**PROBLEM TO WORK ON**:
Write down every entry once more, exactly as it reads.

**Stored data entries**:
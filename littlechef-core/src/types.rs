use std::fmt;

use chrono::{DateTime, SubsecRound, Utc};
use serde::{Deserialize, Deserializer, Serialize};
use uuid::Uuid;

/// Dietary tags offered by the front end. Any non-empty tag may still be toggled.
pub const DIETARY_OPTIONS: &[&str] = &["Vegan", "Vegetarian", "Gluten-Free", "Keto", "Dairy-Free"];

/// How hard a recipe is to cook, as reported by the model.
#[derive(Debug, Clone, Copy, PartialEq, Eq, Serialize, Deserialize)]
pub enum Difficulty {
    Easy,
    Medium,
    Advanced,
}

impl Difficulty {
    pub const ALL: &'static [Difficulty] =
        &[Difficulty::Easy, Difficulty::Medium, Difficulty::Advanced];

    pub fn as_str(&self) -> &'static str {
        match self {
            Difficulty::Easy => "Easy",
            Difficulty::Medium => "Medium",
            Difficulty::Advanced => "Advanced",
        }
    }
}

impl fmt::Display for Difficulty {
    fn fmt(&self, f: &mut fmt::Formatter<'_>) -> fmt::Result {
        f.write_str(self.as_str())
    }
}

#[derive(Debug, Clone, PartialEq, Serialize, Deserialize)]
pub struct Ingredient {
    pub item: String,
    pub amount: String,
}

#[derive(Debug, Clone, PartialEq, Serialize, Deserialize)]
#[serde(rename_all = "camelCase")]
pub struct Step {
    #[serde(deserialize_with = "whole_number")]
    pub step_number: u32,
    pub instruction: String,
    #[serde(default, skip_serializing_if = "Option::is_none")]
    pub tip: Option<String>,
}

#[derive(Debug, Clone, PartialEq, Serialize, Deserialize)]
pub struct NutritionalInfo {
    pub calories: f64,
    pub protein: String,
    pub carbs: String,
    pub fat: String,
}

/// A generated recipe. Immutable once it leaves the generation client.
#[derive(Debug, Clone, PartialEq, Serialize, Deserialize)]
#[serde(rename_all = "camelCase")]
pub struct Recipe {
    pub title: String,
    pub description: String,
    pub prep_time: String,
    pub cook_time: String,
    pub difficulty: Difficulty,
    #[serde(deserialize_with = "whole_number")]
    pub servings: u32,
    pub ingredients: Vec<Ingredient>,
    pub instructions: Vec<Step>,
    pub nutritional_info: NutritionalInfo,
}

impl Recipe {
    /// Check the numeric constraints serde cannot express.
    pub fn validate(&self) -> Result<(), String> {
        if self.servings == 0 {
            return Err("servings must be a positive integer".to_string());
        }
        if !self.nutritional_info.calories.is_finite() || self.nutritional_info.calories < 0.0 {
            return Err(format!(
                "calories must be a non-negative number, got {}",
                self.nutritional_info.calories
            ));
        }
        Ok(())
    }
}

/// A recipe kept in the cookbook, together with the image shown when it was saved.
#[derive(Debug, Clone, PartialEq, Serialize, Deserialize)]
#[serde(rename_all = "camelCase")]
pub struct SavedRecipe {
    pub id: Uuid,
    pub recipe: Recipe,
    pub image_url: Option<String>,
    #[serde(with = "chrono::serde::ts_milliseconds")]
    pub timestamp: DateTime<Utc>,
}

impl SavedRecipe {
    pub fn new(recipe: Recipe, image_url: Option<String>) -> Self {
        Self {
            id: Uuid::new_v4(),
            recipe,
            image_url,
            // Stored with millisecond precision.
            timestamp: Utc::now().trunc_subsecs(3),
        }
    }
}

#[derive(Debug, Clone, PartialEq, Eq, Serialize, Deserialize)]
pub struct ShoppingItem {
    pub id: Uuid,
    pub name: String,
    /// Empty when the user added the item by hand.
    #[serde(default)]
    pub amount: String,
    pub checked: bool,
}

impl ShoppingItem {
    pub fn new(name: impl Into<String>, amount: impl Into<String>) -> Self {
        Self {
            id: Uuid::new_v4(),
            name: name.into(),
            amount: amount.into(),
            checked: false,
        }
    }
}

impl From<&Ingredient> for ShoppingItem {
    fn from(ingredient: &Ingredient) -> Self {
        ShoppingItem::new(ingredient.item.clone(), ingredient.amount.clone())
    }
}

/// The fixed cooking-time buckets a user can choose from.
#[derive(Debug, Clone, Copy, Default, PartialEq, Eq, Serialize, Deserialize)]
pub enum CookingTime {
    #[serde(rename = "Quick (15 min)")]
    Quick,
    #[default]
    #[serde(rename = "30 mins")]
    ThirtyMinutes,
    #[serde(rename = "1 Hour")]
    OneHour,
    #[serde(rename = "Show-stopper")]
    ShowStopper,
}

impl CookingTime {
    pub const ALL: &'static [CookingTime] = &[
        CookingTime::Quick,
        CookingTime::ThirtyMinutes,
        CookingTime::OneHour,
        CookingTime::ShowStopper,
    ];

    pub fn as_str(&self) -> &'static str {
        match self {
            CookingTime::Quick => "Quick (15 min)",
            CookingTime::ThirtyMinutes => "30 mins",
            CookingTime::OneHour => "1 Hour",
            CookingTime::ShowStopper => "Show-stopper",
        }
    }

    /// Parse a bucket label, ignoring case and surrounding whitespace.
    pub fn from_label(s: &str) -> Option<Self> {
        let s = s.trim();
        Self::ALL
            .iter()
            .copied()
            .find(|bucket| bucket.as_str().eq_ignore_ascii_case(s))
    }
}

impl fmt::Display for CookingTime {
    fn fmt(&self, f: &mut fmt::Formatter<'_>) -> fmt::Result {
        f.write_str(self.as_str())
    }
}

/// Which screen the front end is showing.
#[derive(Debug, Clone, Copy, Default, PartialEq, Eq, Serialize, Deserialize)]
#[serde(rename_all = "lowercase")]
pub enum View {
    #[default]
    Home,
    Saved,
    Shopping,
}

impl View {
    pub fn as_str(&self) -> &'static str {
        match self {
            View::Home => "home",
            View::Saved => "saved",
            View::Shopping => "shopping",
        }
    }

    pub fn from_str(s: &str) -> Option<Self> {
        match s.trim().to_lowercase().as_str() {
            "home" => Some(View::Home),
            "saved" | "cookbook" => Some(View::Saved),
            "shopping" | "list" => Some(View::Shopping),
            _ => None,
        }
    }
}

/// The model encodes numbers as JSON floats, so `4.0` must be accepted where an
/// integer is expected.
fn whole_number<'de, D>(deserializer: D) -> Result<u32, D::Error>
where
    D: Deserializer<'de>,
{
    use serde::de::Error;

    let value = f64::deserialize(deserializer)?;
    if value.fract() != 0.0 || value < 0.0 || value > f64::from(u32::MAX) {
        return Err(D::Error::custom(format!(
            "expected a non-negative whole number, got {}",
            value
        )));
    }
    Ok(value as u32)
}

#[cfg(test)]
pub(crate) mod fixtures {
    use super::*;

    pub fn recipe(title: &str) -> Recipe {
        Recipe {
            title: title.to_string(),
            description: "Thin French pancakes".to_string(),
            prep_time: "10 mins".to_string(),
            cook_time: "20 mins".to_string(),
            difficulty: Difficulty::Easy,
            servings: 4,
            ingredients: vec![
                Ingredient {
                    item: "egg".to_string(),
                    amount: "2".to_string(),
                },
                Ingredient {
                    item: "flour".to_string(),
                    amount: "1 cup".to_string(),
                },
                Ingredient {
                    item: "milk".to_string(),
                    amount: "300 ml".to_string(),
                },
            ],
            instructions: vec![
                Step {
                    step_number: 1,
                    instruction: "Whisk everything together.".to_string(),
                    tip: Some("Rest the batter for 30 minutes.".to_string()),
                },
                Step {
                    step_number: 2,
                    instruction: "Cook in a hot buttered pan.".to_string(),
                    tip: None,
                },
            ],
            nutritional_info: NutritionalInfo {
                calories: 220.0,
                protein: "9g".to_string(),
                carbs: "30g".to_string(),
                fat: "7g".to_string(),
            },
        }
    }
}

**EXERCISE SOLUTION**:
filename littlechef-core/src/types.rs
use std::fmt;

use chrono::{DateTime, SubsecRound, Utc};
use serde::{Deserialize, Deserializer, Serialize};
use uuid::Uuid;

/// Dietary tags offered by the front end. Any non-empty tag may still be toggled.
pub const DIETARY_OPTIONS: &[&str] = &["Vegan", "Vegetarian", "Gluten-Free", "Keto", "Dairy-Free"];

/// How hard a recipe is to cook, as reported by the model.
#[derive(Debug, Clone, Copy, PartialEq, Eq, Serialize, Deserialize)]
pub enum Difficulty {
    Easy,
    Medium,
    Advanced,
}

impl Difficulty {
    pub const ALL: &'static [Difficulty] =
        &[Difficulty::Easy, Difficulty::Medium, Difficulty::Advanced];

    pub fn as_str(&self) -> &'static str {
        match self {
            Difficulty::Easy => "Easy",
            Difficulty::Medium => "Medium",
            Difficulty::Advanced => "Advanced",
        }
    }
}

impl fmt::Display for Difficulty {
    fn fmt(&self, f: &mut fmt::Formatter<'_>) -> fmt::Result {
        f.write_str(self.as_str())
    }
}

#[derive(Debug, Clone, PartialEq, Serialize, Deserialize)]
pub struct Ingredient {
    pub item: String,
    pub amount: String,
}

#[derive(Debug, Clone, PartialEq, Serialize, Deserialize)]
#[serde(rename_all = "camelCase")]
pub struct Step {
    #[serde(deserialize_with = "whole_number")]
    pub step_number: u32,
    pub instruction: String,
    #[serde(default, skip_serializing_if = "Option::is_none")]
    pub tip: Option<String>,
}

#[derive(Debug, Clone, PartialEq, Serialize, Deserialize)]
pub struct NutritionalInfo {
    pub calories: f64,
    pub protein: String,
    pub carbs: String,
    pub fat: String,
}

/// A generated recipe. Immutable once it leaves the generation client.
#[derive(Debug, Clone, PartialEq, Serialize, Deserialize)]
#[serde(rename_all = "camelCase")]
pub struct Recipe {
    pub title: String,
    pub description: String,
    pub prep_time: String,
    pub cook_time: String,
    pub difficulty: Difficulty,
    #[serde(deserialize_with = "whole_number")]
    pub servings: u32,
    pub ingredients: Vec<Ingredient>,
    pub instructions: Vec<Step>,
    pub nutritional_info: NutritionalInfo,
}

impl Recipe {
    /// Check the numeric constraints serde cannot express.
    pub fn validate(&self) -> Result<(), String> {
        if self.servings == 0 {
            return Err("servings must be a positive integer".to_string());
        }
        if !self.nutritional_info.calories.is_finite() || self.nutritional_info.calories < 0.0 {
            return Err(format!(
                "calories must be a non-negative number, got {}",
                self.nutritional_info.calories
            ));
        }
        Ok(())
    }
}

/// A recipe kept in the cookbook, together with the image shown when it was saved.
#[derive(Debug, Clone, PartialEq, Serialize, Deserialize)]
#[serde(rename_all = "camelCase")]
pub struct SavedRecipe {
    pub id: Uuid,
    pub recipe: Recipe,
    pub image_url: Option<String>,
    #[serde(with = "chrono::serde::ts_milliseconds")]
    pub timestamp: DateTime<Utc>,
}

impl SavedRecipe {
    pub fn new(recipe: Recipe, image_url: Option<String>) -> Self {
        Self {
            id: Uuid::new_v4(),
            recipe,
            image_url,
            // Stored with millisecond precision.
            timestamp: Utc::now().trunc_subsecs(3),
        }
    }
}

#[derive(Debug, Clone, PartialEq, Eq, Serialize, Deserialize)]
pub struct ShoppingItem {
    pub id: Uuid,
    pub name: String,
    /// Empty when the user added the item by hand.
    #[serde(default)]
    pub amount: String,
    pub checked: bool,
}

impl ShoppingItem {
    pub fn new(name: impl Into<String>, amount: impl Into<String>) -> Self {
        Self {
            id: Uuid::new_v4(),
            name: name.into(),
            amount: amount.into(),
            checked: false,
        }
    }
}

impl From<&Ingredient> for ShoppingItem {
    fn from(ingredient: &Ingredient) -> Self {
        ShoppingItem::new(ingredient.item.clone(), ingredient.amount.clone())
    }
}

/// The fixed cooking-time buckets a user can choose from.
#[derive(Debug, Clone, Copy, Default, PartialEq, Eq, Serialize, Deserialize)]
pub enum CookingTime {
    #[serde(rename = "Quick (15 min)")]
    Quick,
    #[default]
    #[serde(rename = "30 mins")]
    ThirtyMinutes,
    #[serde(rename = "1 Hour")]
    OneHour,
    #[serde(rename = "Show-stopper")]
    ShowStopper,
}

impl CookingTime {
    pub const ALL: &'static [CookingTime] = &[
        CookingTime::Quick,
        CookingTime::ThirtyMinutes,
        CookingTime::OneHour,
        CookingTime::ShowStopper,
    ];

    pub fn as_str(&self) -> &'static str {
        match self {
            CookingTime::Quick => "Quick (15 min)",
            CookingTime::ThirtyMinutes => "30 mins",
            CookingTime::OneHour => "1 Hour",
            CookingTime::ShowStopper => "Show-stopper",
        }
    }

    /// Parse a bucket label, ignoring case and surrounding whitespace.
    pub fn from_label(s: &str) -> Option<Self> {
        let s = s.trim();
        Self::ALL
            .iter()
            .copied()
            .find(|bucket| bucket.as_str().eq_ignore_ascii_case(s))
    }
}

impl fmt::Display for CookingTime {
    fn fmt(&self, f: &mut fmt::Formatter<'_>) -> fmt::Result {
        f.write_str(self.as_str())
    }
}

/// Which screen the front end is showing.
#[derive(Debug, Clone, Copy, Default, PartialEq, Eq, Serialize, Deserialize)]
#[serde(rename_all = "lowercase")]
pub enum View {
    #[default]
    Home,
    Saved,
    Shopping,
}

impl View {
    pub fn as_str(&self) -> &'static str {
        match self {
            View::Home => "home",
            View::Saved => "saved",
            View::Shopping => "shopping",
        }
    }

    pub fn from_str(s: &str) -> Option<Self> {
        match s.trim().to_lowercase().as_str() {
            "home" => Some(View::Home),
            "saved" | "cookbook" => Some(View::Saved),
            "shopping" | "list" => Some(View::Shopping),
            _ => None,
        }
    }
}

/// The model encodes numbers as JSON floats, so `4.0` must be accepted where an
/// integer is expected.
fn whole_number<'de, D>(deserializer: D) -> Result<u32, D::Error>
where
    D: Deserializer<'de>,
{
    use serde::de::Error;

    let value = f64::deserialize(deserializer)?;
    if value.fract() != 0.0 || value < 0.0 || value > f64::from(u32::MAX) {
        return Err(D::Error::custom(format!(
            "expected a non-negative whole number, got {}",
            value
        )));
    }
    Ok(value as u32)
}

#[cfg(test)]
pub(crate) mod fixtures {
    use super::*;

    pub fn recipe(title: &str) -> Recipe {
        Recipe {
            title: title.to_string(),
            description: "Thin French pancakes".to_string(),
            prep_time: "10 mins".to_string(),
            cook_time: "20 mins".to_string(),
            difficulty: Difficulty::Easy,
            servings: 4,
            ingredients: vec![
                Ingredient {
                    item: "egg".to_string(),
                    amount: "2".to_string(),
                },
                Ingredient {
                    item: "flour".to_string(),
                    amount: "1 cup".to_string(),
                },
                Ingredient {
                    item: "milk".to_string(),
                    amount: "300 ml".to_string(),
                },
            ],
            instructions: vec![
                Step {
                    step_number: 1,
                    instruction: "Whisk everything together.".to_string(),
                    tip: Some("Rest the batter for 30 minutes.".to_string()),
                },
                Step {
                    step_number: 2,
                    instruction: "Cook in a hot buttered pan.".to_string(),
                    tip: None,
                },
            ],
            nutritional_info: NutritionalInfo {
                calories: 220.0,
                protein: "9g".to_string(),
                carbs: "30g".to_string(),
                fat: "7g".to_string(),
            },
        }
    }
}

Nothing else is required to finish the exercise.